Yee GOADS, It’s Working!

Back when I started the Get Out And Do Stuff (GOADS) project, I was crying every day. Now the person I was then seems so far away, it’s hard to imagine feeling that way.

In the last eight days, I have:

  1. Participated in a community open house with the Vice Mayor of Cincinnati, Jan-Michele Lemon Kearney. Twelve or so of us sat around and talked as if we were in someone’s living room. (This would never happen in Chicago, at least not to me.)Jan-Michele Lemon Kearney, Vice Mayor of Cincinnati
  2. Upped my pickleball skills in a pickleball clinic with seven other women.
  3. Country line danced at Jim & Jack’s On The River.
  4. Played pickleball with a woman from the clinic and two of her friends.
  5. Explored the Pendleton Art Center during Final Friday. It was originally a shoe manufacturing warehouse built in 1909. Now it houses eight floors of artists’ studios, open to the public once a month.

    © Terri Kern
  6. Volunteered at a pickleball tournament.Thank you post to volunteers from the Pickleball Tournament leader. Jule is described as a "tireless score runner."
  7. Contra danced at the Wyoming Fine Arts Center, at the northern boundary of Cincinnati.

There’s too much to say about country line and contra dancing to go into those now, but I want to say something about pickleball.

It’s actually not about pickleball at all, but about the stories we tell ourselves.

During the pickleball clinic, Carson, the instructor, encouraged us to practice pickleball drills outside of class. At the end of the clinic, one woman asked another woman if she would like to play with her and her friends. The woman said she wasn’t available.

Overhearing this, I asked the first woman if she would like to practice sometime. She said she needed someone for a game this Friday. I said I needed to check my schedule but would love to fill in if I could.

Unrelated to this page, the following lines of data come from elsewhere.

//! Implements the [`transport`](crate::transport) traits for [`lapin`]'s connections and channels.
use std::time::Duration;

use lapin::{
    options::{BasicPublishOptions, ConfirmSelectOptions},
    publisher_confirm::Confirmation as LapinConfirmation,
    BasicProperties,
};
use tokio::sync::mpsc;
use tracing::warn;

use crate::transport::{
    Blocking, BrokerError, Confirmation, TransportChannel, TransportConnection,
};

/// How often the connection status is sampled for flow-control transitions.
const BLOCKED_POLL_INTERVAL: Duration = Duration::from_millis(250);

/// AMQP `reply-success`.
const REPLY_SUCCESS: u16 = 200;

impl From<&lapin::Error> for BrokerError {
    fn from(err: &lapin::Error) -> Self {
        match err {
            lapin::Error::ProtocolError(amqp_error) => BrokerError::from_reply_code(
                amqp_error.get_id(),
                amqp_error.get_message().as_str(),
                true,
            ),
            other => BrokerError {
                code: 0,
                reason: other.to_string(),
                server: false,
                recover: false,
            },
        }
    }
}

#[async_trait::async_trait]
impl TransportConnection for lapin::Connection {
    type Channel = lapin::Channel;

    fn is_closed(&self) -> bool {
        !self.status().connected()
    }

    fn notify_error(&self, sender: mpsc::Sender<BrokerError>) {
        self.on_error(move |e| {
            warn!("RabbitMQ broken connection: {:?}", e);
            // A full buffer already tells the pool the connection is unhealthy.
            let _ = sender.try_send(BrokerError::from(&e));
        });
    }

    fn notify_blocked(&self, sender: mpsc::Sender<Blocking>) {
        // lapin tracks `connection.blocked` as a status flag rather than an event stream:
        // turn its transitions into events until the connection or the subscriber goes away.
        let status = self.status().clone();
        tokio::spawn(async move {
            let mut blocked = false;
            let mut interval = tokio::time::interval(BLOCKED_POLL_INTERVAL);
            loop {
                interval.tick().await;
                if sender.is_closed() || !status.connected() {
                    break;
                }
                if status.blocked() != blocked {
                    blocked = !blocked;
                    let _ = sender.try_send(Blocking { active: blocked });
                }
            }
        });
    }

    #[tracing::instrument(name = "rabbitmq_create_channel", skip(self))]
    async fn open_channel(&self) -> Result<lapin::Channel, anyhow::Error> {
        Ok(self.create_channel().await?)
    }

    async fn close(&self) -> Result<(), anyhow::Error> {
        Ok(lapin::Connection::close(self, REPLY_SUCCESS, "closed by the pool").await?)
    }
}

#[async_trait::async_trait]
impl TransportChannel for lapin::Channel {
    fn is_closed(&self) -> bool {
        !self.status().connected()
    }

    fn notify_close(&self, sender: mpsc::Sender<BrokerError>) {
        self.on_error(move |e| {
            let _ = sender.try_send(BrokerError::from(&e));
        });
    }

    async fn confirm_select(&self) -> Result<(), anyhow::Error> {
        // See https://www.rabbitmq.com/amqp-0-9-1-reference.html#confirm.select.nowait
        lapin::Channel::confirm_select(self, ConfirmSelectOptions { nowait: false }).await?;
        Ok(())
    }

    async fn publish(
        &self,
        exchange: &str,
        routing_key: &str,
        payload: &[u8],
    ) -> Result<Confirmation, anyhow::Error> {
        let confirmation = self
            .basic_publish(
                exchange,
                routing_key,
                BasicPublishOptions::default(),
                payload,
                BasicProperties::default(),
            )
            .await?
            .await?;
        Ok(match confirmation {
            LapinConfirmation::Ack(_) => Confirmation::Ack,
            LapinConfirmation::Nack(_) => Confirmation::Nack,
            LapinConfirmation::NotRequested => Confirmation::NotRequested,
        })
    }

    async fn close(&self) -> Result<(), anyhow::Error> {
        Ok(lapin::Channel::close(self, REPLY_SUCCESS, "closed by the pool").await?)
    }
}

The woman made a face, which I interpreted to mean she didn’t really want to play with me.

When I got to my car, I checked my calendar, then texted her and said I could play. There was no response. I imagined she didn’t want to play with me and was trying to find someone else.

When I got home, she had responded with the name of the park where we would play.

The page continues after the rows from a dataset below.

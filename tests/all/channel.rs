use std::sync::Arc;

use fake::{Fake, Faker};
use warren::pool::{ChannelHost, ConnectionHost, Error, ErrorMessage};
use warren::transport::{Confirmation, TransportChannel};

use crate::helpers::{FakeBroker, NACKED_ROUTING_KEY};

async fn connected_host(broker: &FakeBroker) -> ConnectionHost<FakeBroker> {
    ConnectionHost::new(Arc::new(broker.clone()), "payments-3".into(), 3)
        .await
        .unwrap()
}

#[tokio::test]
async fn ackable_channels_buffer_broker_confirmations() {
    // Arrange
    let broker = FakeBroker::default();
    let host = connected_host(&broker).await;
    let channel = ChannelHost::new(&host, 7, true).await.unwrap();
    let payload: String = Faker.fake();

    // Act
    channel.publish("", "payments", payload.as_bytes()).await.unwrap();
    channel
        .publish("", NACKED_ROUTING_KEY, payload.as_bytes())
        .await
        .unwrap();

    // Assert
    assert!(channel.channel().is_confirming());
    assert_eq!(channel.try_next_confirmation(), Some(Confirmation::Ack));
    assert_eq!(channel.try_next_confirmation(), Some(Confirmation::Nack));
    assert_eq!(channel.try_next_confirmation(), None);
}

#[tokio::test]
async fn non_ackable_channels_do_not_track_confirmations() {
    // Arrange
    let broker = FakeBroker::default();
    let host = connected_host(&broker).await;
    let channel = ChannelHost::new(&host, 7, false).await.unwrap();

    // Act
    channel.publish("", "payments", b"{}").await.unwrap();

    // Assert
    assert!(!channel.is_ackable());
    assert!(!channel.channel().is_confirming());
    assert_eq!(channel.channel().published(), 1);
    assert_eq!(channel.try_next_confirmation(), None);
}

#[tokio::test]
async fn channels_remember_their_connection() {
    // Arrange
    let broker = FakeBroker::default();
    let host = connected_host(&broker).await;

    // Act
    let channel = ChannelHost::new(&host, 7, true).await.unwrap();

    // Assert
    assert_eq!(channel.id(), 7);
    assert_eq!(channel.connection_id(), 3);
    assert!(channel.is_managed(8));
    assert!(!channel.is_managed(7));
}

#[tokio::test]
async fn a_channel_cannot_be_opened_on_a_closed_connection() {
    // Arrange
    let broker = FakeBroker::default();
    let host = connected_host(&broker).await;
    broker.connection("payments-3").drop_out_of_band();

    // Act
    let outcome = ChannelHost::new(&host, 7, false).await;

    // Assert
    assert!(matches!(outcome, Err(Error::ConnectionClosed)));
}

#[tokio::test]
async fn a_channel_refusing_confirmations_is_closed() {
    // Arrange
    let broker = FakeBroker::default();
    let host = connected_host(&broker).await;
    broker.refuse_confirms(true);

    // Act
    let outcome = ChannelHost::new(&host, 7, true).await;

    // Assert
    assert!(matches!(outcome, Err(Error::Channel(_))));
    let channels = broker.connection("payments-3").channels();
    assert_eq!(channels.len(), 1);
    assert!(channels[0].is_closed());
}

#[tokio::test]
async fn close_events_are_reported_with_their_identities() {
    // Arrange
    let broker = FakeBroker::default();
    let host = connected_host(&broker).await;
    let channel = ChannelHost::new(&host, 7, true).await.unwrap();
    assert_eq!(channel.try_next_error(), None);

    // Act
    channel
        .channel()
        .close_by_broker(404, "NOT_FOUND - no exchange 'payments'");

    // Assert
    let error = channel.try_next_error().expect("No error was reported");
    assert_eq!(
        error,
        ErrorMessage {
            channel_id: 7,
            connection_id: 3,
            code: 404,
            reason: "NOT_FOUND - no exchange 'payments'".into(),
            server: true,
            recover: true,
        }
    );
    assert_eq!(channel.try_next_error(), None);
    assert!(channel.is_closed());
}

#[tokio::test]
async fn publishing_on_a_closed_channel_fails() {
    // Arrange
    let broker = FakeBroker::default();
    let host = connected_host(&broker).await;
    let channel = ChannelHost::new(&host, 7, true).await.unwrap();
    channel.close().await;

    // Act
    let outcome = channel.publish("", "payments", b"{}").await;

    // Assert
    assert!(matches!(outcome, Err(Error::Publish(_))));
    assert_eq!(channel.try_next_confirmation(), None);
}

#[tokio::test]
async fn errors_drains_every_pending_error() {
    // Arrange
    let broker = FakeBroker::default();
    let host = connected_host(&broker).await;
    let channel = ChannelHost::new(&host, 7, false).await.unwrap();
    channel
        .channel()
        .close_by_broker(406, "PRECONDITION_FAILED - unknown delivery tag");

    // Act
    let errors = channel.errors();

    // Assert
    assert_eq!(errors.len(), 1);
    assert_eq!(errors[0].code, 406);
    assert!(errors[0].recover);
    assert!(channel.errors().is_empty());
}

In hindsight, I believe the face she made was about her trying to figure out how she would find someone to play if I couldn’t. The delay in her text response was probably because she was driving.

At the park, after we had played four games, she told her friends that when we were at the clinic and she was looking for someone to play, “Jule jumped right in.”

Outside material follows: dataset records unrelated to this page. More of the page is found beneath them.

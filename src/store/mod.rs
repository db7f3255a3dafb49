//! Device-local persistence for the free-play counter and the leaderboard.
//!
//! Backends are fallible key/value stores. [`Persistence`] sits on top and is
//! best-effort: read failures fall back to defaults and write failures are
//! logged, so storage trouble never becomes a session error.

mod json_file;
mod memory;
mod sqlite;

pub use json_file::JsonFileBackend;
pub use memory::MemoryBackend;
pub use sqlite::SqliteBackend;

use std::sync::Arc;

use anyhow::{Context, Result};
use log::warn;
use serde::{de::DeserializeOwned, Serialize};

use crate::models::LeaderboardEntry;

pub const PLAY_COUNT_KEY: &str = "catHideouts_gamesPlayed";
pub const LEADERBOARD_KEY: &str = "catHideouts_leaderboard";

pub trait KeyValueBackend: Send + Sync {
    fn read(&self, key: &str) -> Result<Option<String>>;
    fn write(&self, key: &str, value: &str) -> Result<()>;
}

#[derive(Clone)]
pub struct Persistence {
    backend: Arc<dyn KeyValueBackend>,
}

impl Persistence {
    pub fn new(backend: impl KeyValueBackend + 'static) -> Self {
        Self {
            backend: Arc::new(backend),
        }
    }

    pub fn in_memory() -> Self {
        Self::new(MemoryBackend::new())
    }

    pub fn play_count(&self) -> u32 {
        self.read_or_default(PLAY_COUNT_KEY)
    }

    pub fn set_play_count(&self, count: u32) {
        self.write_logged(PLAY_COUNT_KEY, &count);
    }

    pub fn leaderboard(&self) -> Vec<LeaderboardEntry> {
        self.read_or_default(LEADERBOARD_KEY)
    }

    pub fn set_leaderboard(&self, entries: &[LeaderboardEntry]) {
        self.write_logged(LEADERBOARD_KEY, entries);
    }

    pub fn append_leaderboard_entry(&self, entry: LeaderboardEntry) {
        let mut entries = self.leaderboard();
        entries.push(entry);
        self.set_leaderboard(&entries);
    }

    fn read_or_default<T: DeserializeOwned + Default>(&self, key: &str) -> T {
        match self.read_json(key) {
            Ok(Some(value)) => value,
            Ok(None) => T::default(),
            Err(err) => {
                warn!("Falling back to default for {key}: {err:#}");
                T::default()
            }
        }
    }

    fn read_json<T: DeserializeOwned>(&self, key: &str) -> Result<Option<T>> {
        let Some(raw) = self.backend.read(key)? else {
            return Ok(None);
        };
        let value = serde_json::from_str(&raw)
            .with_context(|| format!("stored value for {key} is not valid JSON"))?;
        Ok(Some(value))
    }

    fn write_logged<T: Serialize + ?Sized>(&self, key: &str, value: &T) {
        let result = serde_json::to_string(value)
            .context("failed to serialize value")
            .and_then(|raw| self.backend.write(key, &raw));
        if let Err(err) = result {
            warn!("Failed to persist {key}: {err:#}");
        }
    }
}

“I couldn’t do that,” said one.

“I was petrified,” I said.

“How could you do that if you were petrified?” asked another.

“I’m forcing myself to do things.”

“Why were you petrified?” asked the woman from the clinic.

Good question.

One woman said she had never eaten alone in a restaurant, that she couldn’t do it.

I guess we all have our stories.

I’d like to have fewer.


Chewing the Cud of Good

Small pink flower bud surrounded by green leaves
Thankful for a mind that feels calm and content.